Multi-reachability, is a term used in the study to denote how well the physical library interface affords multiple possible routes for users to move and reach from one place to another in the physical or digital library space. For example, physical aisles or digital links can provide multiple pathways through physical and digital library interfaces. Multi-reachability affects freedom of movement and possibilities for serendipity. The more different access routes that users can choose to move along in the library space, the more different resources and topics the users may meet – and the more affordances are present in this space to trigger users' interest spaces. Interestingly, Foster and Ford (2003) refer to a study suggesting that the move to digital libraries might jeopardize serendipity by reducing the number of available paths to reach a given set of materials.
Explorability is related to multi-reachability. In the context of the present study, explorability is defined as how well the library interface invites users to movement, exploration and browsing. That is, how well the lay-out of the library spaces invites users to be curious and to explore sidetracks and byroads of the library.
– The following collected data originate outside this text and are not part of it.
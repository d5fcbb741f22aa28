//! Handlers for dealer subscriptions and the billing webhook.

use axum::body::Bytes;
use axum::extract::{Path, State};
use axum::http::{HeaderMap, StatusCode};
use axum::response::IntoResponse;
use axum::Json;
use estate_core::services::CreateSubscription;
use estate_core::subscription::SubscriptionPlan;
use estate_core::types::DbId;
use estate_gateway::webhook::SIGNATURE_HEADER;
use serde::Deserialize;
use serde_json::json;
use validator::Validate;

use crate::error::{AppError, AppResult};
use crate::middleware::rbac::RequireDealer;
use crate::response::DataResponse;
use crate::state::AppState;

#[derive(Debug, Deserialize, Validate)]
pub struct CreateSubscriptionRequest {
    pub plan: SubscriptionPlan,
    #[serde(alias = "paymentMethodId")]
    #[validate(length(min = 1, message = "A payment method is required"))]
    pub payment_method_id: String,
    /// Billing email when the token carries none.
    #[validate(email)]
    pub email: Option<String>,
}

/// POST /api/v1/subscriptions
///
/// Subscribe to a plan. Rejected while another subscription is active.
pub async fn create_subscription(
    RequireDealer(dealer): RequireDealer,
    State(state): State<AppState>,
    Json(input): Json<CreateSubscriptionRequest>,
) -> AppResult<impl IntoResponse> {
    input.validate()?;

    let email = dealer
        .email
        .clone()
        .or(input.email)
        .ok_or_else(|| AppError::BadRequest("A contact email is required".into()))?;

    let subscription = state
        .subscriptions
        .create(&CreateSubscription {
            user_id: dealer.user_id,
            email,
            plan: input.plan,
            payment_method_id: input.payment_method_id,
        })
        .await?;

    Ok((StatusCode::CREATED, Json(DataResponse { data: subscription })))
}

/// GET /api/v1/subscriptions/me
///
/// The dealer's most recent subscription, or `null`.
pub async fn current_subscription(
    RequireDealer(dealer): RequireDealer,
    State(state): State<AppState>,
) -> AppResult<impl IntoResponse> {
    let subscription = state.subscriptions.current(dealer.user_id).await?;

    Ok(Json(DataResponse { data: subscription }))
}

/// DELETE /api/v1/subscriptions/{id}
pub async fn cancel_subscription(
    RequireDealer(dealer): RequireDealer,
    State(state): State<AppState>,
    Path(id): Path<DbId>,
) -> AppResult<impl IntoResponse> {
    let subscription = state.subscriptions.cancel(id, dealer.user_id).await?;

    Ok(Json(DataResponse { data: subscription }))
}

/// POST /api/v1/subscriptions/webhook
///
/// Billing gateway callback. The raw body is verified against the
/// `Stripe-Signature` header before anything is decoded. Events for unknown
/// subscriptions and kinds we do not handle are acknowledged.
pub async fn billing_webhook(
    State(state): State<AppState>,
    headers: HeaderMap,
    body: Bytes,
) -> AppResult<impl IntoResponse> {
    let signature = headers
        .get(SIGNATURE_HEADER)
        .and_then(|v| v.to_str().ok())
        .ok_or_else(|| AppError::BadRequest("Missing Stripe-Signature header".into()))?;

    let event = state
        .webhooks
        .construct_event(&body, signature)
        .map_err(|e| {
            tracing::warn!(error = %e, "Rejected billing webhook");
            AppError::BadRequest(format!("Webhook Error: {e}"))
        })?;

    match event {
        Some(event) => {
            state.subscriptions.reconcile(&event).await?;
        }
        None => tracing::debug!("Ignoring billing webhook"),
    }

    Ok(Json(json!({ "received": true })))
}
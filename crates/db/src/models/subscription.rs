use estate_core::listing::UnknownVariant;
use estate_core::subscription::Subscription;
use estate_core::types::{DbId, Timestamp};
use sqlx::FromRow;

/// A row from the `subscriptions` table.
#[derive(Debug, Clone, FromRow)]
pub struct SubscriptionRow {
    pub id: DbId,
    pub user_id: DbId,
    pub plan: String,
    pub status: String,
    pub listing_limit: i32,
    pub external_subscription_id: Option<String>,
    pub external_customer_id: Option<String>,
    pub expires_at: Timestamp,
    pub created_at: Timestamp,
    pub updated_at: Timestamp,
}

impl TryFrom<SubscriptionRow> for Subscription {
    type Error = UnknownVariant;

    fn try_from(row: SubscriptionRow) -> Result<Self, Self::Error> {
        Ok(Subscription {
            id: row.id,
            user_id: row.user_id,
            plan: row.plan.parse()?,
            status: row.status.parse()?,
            listing_limit: row.listing_limit,
            external_subscription_id: row.external_subscription_id,
            external_customer_id: row.external_customer_id,
            expires_at: row.expires_at,
            created_at: row.created_at,
            updated_at: row.updated_at,
        })
    }
}
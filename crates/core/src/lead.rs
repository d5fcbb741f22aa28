//! Leads (buyer inquiries) and the per-dealer dashboard aggregate.

use std::collections::HashMap;

use serde::{Deserialize, Serialize};

use crate::types::{DbId, Timestamp};

pub const LEAD_STATUS_NEW: &str = "new";
pub const LEAD_STATUS_CONTACTED: &str = "contacted";
pub const LEAD_STATUS_CONVERTED: &str = "converted";
pub const LEAD_STATUS_CLOSED: &str = "closed";

/// An inquiry against a listing.
///
/// `dealer_id` is copied from the listing when the lead is created and is
/// never looked up again. `status` is free text; the four constants above
/// are the values the dashboard knows about.
#[derive(Debug, Clone, PartialEq, Serialize, Deserialize)]
pub struct Lead {
    pub id: DbId,
    pub listing_id: DbId,
    pub dealer_id: DbId,
    pub name: String,
    pub email: String,
    pub phone: String,
    pub message: Option<String>,
    pub status: String,
    pub created_at: Timestamp,
}

#[derive(Debug, Clone, PartialEq, Serialize, Deserialize)]
pub struct NewLead {
    pub listing_id: DbId,
    pub name: String,
    pub email: String,
    pub phone: String,
    #[serde(default)]
    pub message: Option<String>,
}

#[derive(Debug, Clone, PartialEq, Eq, Serialize)]
pub struct ListingLeadCount {
    pub listing_id: DbId,
    pub count: i64,
}

#[derive(Debug, Clone, PartialEq, Eq, Serialize)]
pub struct LeadAnalytics {
    pub total_leads: i64,
    pub new_leads: i64,
    pub contacted_leads: i64,
    pub converted_leads: i64,
    pub leads_by_listing: Vec<ListingLeadCount>,
}

/// Bucket lead listing references by listing, busiest first. Ties keep
/// listing id order so the output is deterministic.
pub fn group_by_listing(listing_refs: &[DbId]) -> Vec<ListingLeadCount> {
    let mut counts: HashMap<DbId, i64> = HashMap::new();
    for listing_id in listing_refs {
        *counts.entry(*listing_id).or_default() += 1;
    }
    let mut grouped: Vec<_> = counts
        .into_iter()
        .map(|(listing_id, count)| ListingLeadCount { listing_id, count })
        .collect();
    grouped.sort_by(|a, b| b.count.cmp(&a.count).then(a.listing_id.cmp(&b.listing_id)));
    grouped
}
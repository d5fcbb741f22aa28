//! Repository for the `subscriptions` table.

use estate_core::subscription::{NewSubscription, SubscriptionStatus};
use estate_core::types::{new_id, DbId, Timestamp};
use sqlx::PgPool;

use crate::models::subscription::SubscriptionRow;

/// Column list for subscriptions queries.
const COLUMNS: &str = "id, user_id, plan, status, listing_limit, external_subscription_id, \
    external_customer_id, expires_at, created_at, updated_at";

/// Provides CRUD operations for subscriptions.
pub struct SubscriptionRepo;

impl SubscriptionRepo {
    /// Most recently created subscription of a user, whatever its status.
    pub async fn latest_for_user(
        pool: &PgPool,
        user_id: DbId,
    ) -> Result<Option<SubscriptionRow>, sqlx::Error> {
        let query = format!(
            "SELECT {COLUMNS} FROM subscriptions
             WHERE user_id = $1
             ORDER BY created_at DESC, id DESC
             LIMIT 1"
        );
        sqlx::query_as::<_, SubscriptionRow>(&query)
            .bind(user_id)
            .fetch_optional(pool)
            .await
    }

    pub async fn find_active_for_user(
        pool: &PgPool,
        user_id: DbId,
    ) -> Result<Option<SubscriptionRow>, sqlx::Error> {
        let query = format!(
            "SELECT {COLUMNS} FROM subscriptions
             WHERE user_id = $1 AND status = $2
             ORDER BY created_at DESC
             LIMIT 1"
        );
        sqlx::query_as::<_, SubscriptionRow>(&query)
            .bind(user_id)
            .bind(SubscriptionStatus::Active.as_str())
            .fetch_optional(pool)
            .await
    }

    /// Billing customer id recorded on any of the user's subscriptions.
    pub async fn find_customer_id(
        pool: &PgPool,
        user_id: DbId,
    ) -> Result<Option<String>, sqlx::Error> {
        sqlx::query_scalar::<_, String>(
            "SELECT external_customer_id FROM subscriptions
             WHERE user_id = $1 AND external_customer_id IS NOT NULL
             ORDER BY created_at DESC
             LIMIT 1",
        )
        .bind(user_id)
        .fetch_optional(pool)
        .await
    }

    pub async fn find_by_id(pool: &PgPool, id: DbId) -> Result<Option<SubscriptionRow>, sqlx::Error> {
        let query = format!("SELECT {COLUMNS} FROM subscriptions WHERE id = $1");
        sqlx::query_as::<_, SubscriptionRow>(&query)
            .bind(id)
            .fetch_optional(pool)
            .await
    }

    pub async fn create(
        pool: &PgPool,
        input: &NewSubscription,
    ) -> Result<SubscriptionRow, sqlx::Error> {
        let query = format!(
            "INSERT INTO subscriptions
                (id, user_id, plan, status, listing_limit, external_subscription_id,
                 external_customer_id, expires_at)
             VALUES ($1, $2, $3, $4, $5, $6, $7, $8)
             RETURNING {COLUMNS}"
        );
        sqlx::query_as::<_, SubscriptionRow>(&query)
            .bind(new_id())
            .bind(input.user_id)
            .bind(input.plan.as_str())
            .bind(input.status.as_str())
            .bind(input.listing_limit)
            .bind(&input.external_subscription_id)
            .bind(&input.external_customer_id)
            .bind(input.expires_at)
            .fetch_one(pool)
            .await
    }

    pub async fn update_status(
        pool: &PgPool,
        id: DbId,
        status: SubscriptionStatus,
    ) -> Result<Option<SubscriptionRow>, sqlx::Error> {
        let query = format!(
            "UPDATE subscriptions SET status = $2, updated_at = now()
             WHERE id = $1
             RETURNING {COLUMNS}"
        );
        sqlx::query_as::<_, SubscriptionRow>(&query)
            .bind(id)
            .bind(status.as_str())
            .fetch_optional(pool)
            .await
    }

    /// Reconciliation write keyed by the billing subscription id.
    pub async fn update_by_external_id(
        pool: &PgPool,
        external_id: &str,
        status: SubscriptionStatus,
        expires_at: Option<Timestamp>,
    ) -> Result<Option<SubscriptionRow>, sqlx::Error> {
        let query = format!(
            "UPDATE subscriptions SET
                status = $2,
                expires_at = COALESCE($3, expires_at),
                updated_at = now()
             WHERE external_subscription_id = $1
             RETURNING {COLUMNS}"
        );
        sqlx::query_as::<_, SubscriptionRow>(&query)
            .bind(external_id)
            .bind(status.as_str())
            .bind(expires_at)
            .fetch_optional(pool)
            .await
    }
}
Stopability counterpointing explorability, here means that the library interface invites users to stop, touch, sit and relevance-assess materials including serendipitous findings. In the physical library it could be seating possibilities close to shelves, etc. and extra spaces on shelves, tables etc. for users to put carried things down and have their hands free to grasp and examine found materials.
Summing up, public libraries should stimulate and support or at least not counteract serendipity dimensions as listed in Table 4:
|Unhampered access||Unhampered direct access to information resources|
|Diversity||Rich and dense variety of topics, genres, resources, activities, sections|
|Display||Curiosity-teasing mediation of information resources|
|Contrasts||Eye-catching differentiation including quiet zones and display zones|
|Pointers||Distinct signage, maps, markers, etc., may trigger users' interest spaces|
|Imperfection||Imperfect 'cracks' and 'loopholes' in library interfaces|
|Cross contacts||Contact surfaces across different topics, genres, resources, activities, sections|
|Multi-reachability||Many different access routes across library interfaces|
|Explorability||Library interface invites users to move, explore and browse|
|Stopability||Library interface invites users to stop, touch and assess found materials|
This is not an exhaustive list, as there may be additional dimensions that a more extensive investigation would have identified. The listed serendipity dimensions overlap each other. For example, a pointer such as a sign also functions as a contrast. Imperfections such as materials left on a table may also function as cross-contacts if these materials reflect mixed topics from different users.
In the library's mediation policy for how human, physical and digital information resources should be displayed and mediated to users there should be a balance between the different serendipity dimensions in order to avoid overkill, that could have the opposite effect on users so they do not open up for serendipitous findings.
In the present study, the focus was on extrinsic serendipity dimensions in the physical information space. In a more extensive study it would be interesting to also investigate intrinsic serendipity dimensions, that is, what user dimensions (such as, energy, mood, personality, interest space, intentions etc.) that may make users receptive to serendipitous findings in the interplay with information spaces (see, for example Erdelez' (1997) research on information encountering and super encounters).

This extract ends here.